While we cannot realistically separate all of the cells in the image without compromising the shape and size of certain cells, we can take a histogram plot of the area to get an idea of the distribution of the area of these preprocessed cells.

from skimage.measure import label, regionprops

labeled_components = label(opened_image)
component_props = regionprops(labeled_components)

# Count the number of cells
num_cells = len(component_props)
print(f"Number of cells: {num_cells}")

# Calculate the mean area of the cells
areas = [region.area for region in component_props]
mean_area = np.mean(areas)

# Plot a histogram of cell sizes
fig, ax = plt.subplots(figsize=(10, 5))
plt.hist(areas, bins=30)
plt.xlabel("Area")
plt.ylabel("Frequency")
plt.show()

Number of cells: 371

Image contains numerous noise objects which we can ignore by thresholding

From the histogram, a tall peak is visible towards the 0 end of the area. These are the noise points generated when we binarized the image. While we may collectively call them noise in the context of image processing, there are possibly components of the blood that are significantly smaller than the red blood cell (RBC), like platelets. Meanwhile, on the far right of the spectrum, we can possibly see RBCs that have not been separated by our image preprocessing techniques, such as the opening we performed previously. Ignoring these potential outliers, the mean of the distribution seems to lie around the 600–700 range.

Now that we have used regionprops to identify and segment the RBCs in the image, we can simply filter them based on area to identify any potentially irregular cells. For the following implementation, we will highlight RBCs that are 10%, 30%, and 90% larger than the mean area of the cells, respectively.

# Cells above this threshold considered irregular
thresholds = [1.1, 1.3, 1.9]

for t in thresholds:
highlighted_image = np.copy(image)
for region in component_props:
if region.area > t * mean_area:
for coord in region.coords:
highlighted_image[coord[0], coord[1]] = [255, 0, 0]

plt.imshow(highlighted_image)
plt.axis("off")
plt.show()
Highlighted cells are 10% larger than average
Highlighted cells are 50% larger than average
Highlighted cells are 90% larger than average

A major benefit of using regionprops over the three previous blob detection techniques is the multitude of properties that can be accessed through regionprops, such as perimeter, area, bounding box, and centroid, among many others. An exhaustive list is present in the documentation for regionprops, which can be found here.

Conclusion

Blob detection methods such as Laplacian of Gaussian (LoG), Difference of Gaussian (DoG), and Determinant of Hessian (DoH) provide valuable techniques for identifying objects in images, each with its own strengths and weaknesses. An even more robust blob detection technique, connected components (through functions like regionprops) allow for labeling and analysis of regions of interest.

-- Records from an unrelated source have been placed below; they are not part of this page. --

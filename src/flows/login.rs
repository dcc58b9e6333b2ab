//! Password sign-in and registration.

// self
use crate::{
	_prelude::*,
	auth::{Email, Handle, NewPrincipal, password},
	error::{AuthenticationError, ConflictError, ValidationError},
	flows::{Authority, SessionGrant},
	obs::{self, FlowKind},
	store::InsertOutcome,
};

/// Registration payload.
#[derive(Clone, Default, Deserialize)]
#[serde(default, rename_all = "camelCase")]
pub struct Registration {
	/// Requested handle.
	pub handle: String,
	/// Email address; case-folded before storage.
	pub email: String,
	/// Plain-text password; hashed before storage.
	pub password: String,
	/// Given name.
	pub first_name: Option<String>,
	/// Family name.
	pub last_name: Option<String>,
}
impl Debug for Registration {
	fn fmt(&self, f: &mut Formatter) -> FmtResult {
		f.debug_struct("Registration")
			.field("handle", &self.handle)
			.field("email", &self.email)
			.field("password", &"<redacted>")
			.finish_non_exhaustive()
	}
}

impl Authority {
	/// Signs a principal in with email and password.
	///
	/// Unknown emails and wrong passwords are indistinguishable to the caller; accounts without a
	/// password are told to use the identity provider. No credential row is written on failure.
	pub async fn login(&self, email: &str, password: &str) -> Result<SessionGrant> {
		obs::observe(FlowKind::Login, "login", async move {
			if email.trim().is_empty() {
				return Err(ValidationError::MissingField { field: "email" }.into());
			}
			if password.is_empty() {
				return Err(ValidationError::MissingField { field: "password" }.into());
			}

			let email = Email::new(email).map_err(|_| AuthenticationError::InvalidCredentials)?;
			let principal = self
				.store
				.principal_by_email(&email)
				.await?
				.ok_or(AuthenticationError::InvalidCredentials)?;
			let Some(hash) = principal.password_hash.as_deref() else {
				return Err(AuthenticationError::FederatedOnly.into());
			};

			if !password::verify_password(password, hash) {
				tracing::debug!(principal = %principal.id, "password mismatch");

				return Err(AuthenticationError::InvalidCredentials.into());
			}

			let tokens = self.issue(principal.id).await?;

			Ok(SessionGrant { principal, tokens, created: false })
		})
		.await
	}

	/// Creates a password-backed principal and signs it in.
	pub async fn register(&self, registration: Registration) -> Result<SessionGrant> {
		obs::observe(FlowKind::Register, "register", async move {
			let Registration { handle, email, password: plain, first_name, last_name } =
				registration;

			for (field, value) in [("handle", &handle), ("email", &email), ("password", &plain)] {
				if value.trim().is_empty() {
					return Err(ValidationError::MissingField { field }.into());
				}
			}

			let handle = Handle::new(handle)?;
			let email = Email::new(email)?;
			let hash = password::hash_password(&plain)?;
			let new = NewPrincipal::with_password(handle.clone(), email.clone(), hash)
				.names(first_name, last_name);
			let principal = match self.store.insert_principal(new).await? {
				InsertOutcome::Inserted(principal) => principal,
				InsertOutcome::HandleTaken =>
					return Err(ConflictError::HandleTaken { handle: handle.into() }.into()),
				InsertOutcome::EmailTaken =>
					return Err(ConflictError::EmailTaken { email: email.into() }.into()),
			};

			tracing::info!(principal = %principal.id, "registered principal");

			let tokens = self.issue(principal.id).await?;

			Ok(SessionGrant { principal, tokens, created: true })
		})
		.await
	}
}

Mastering blob detection and connected component techniques empowers us to extract meaningful information from images, enabling data-driven decisions across fields like biomedical research, industrial automation, agriculture, environmental monitoring, and surveillance. These techniques are invaluable for identifying and analyzing objects of interest, aiding in disease diagnosis, quality control, object tracking, anomaly detection, and more.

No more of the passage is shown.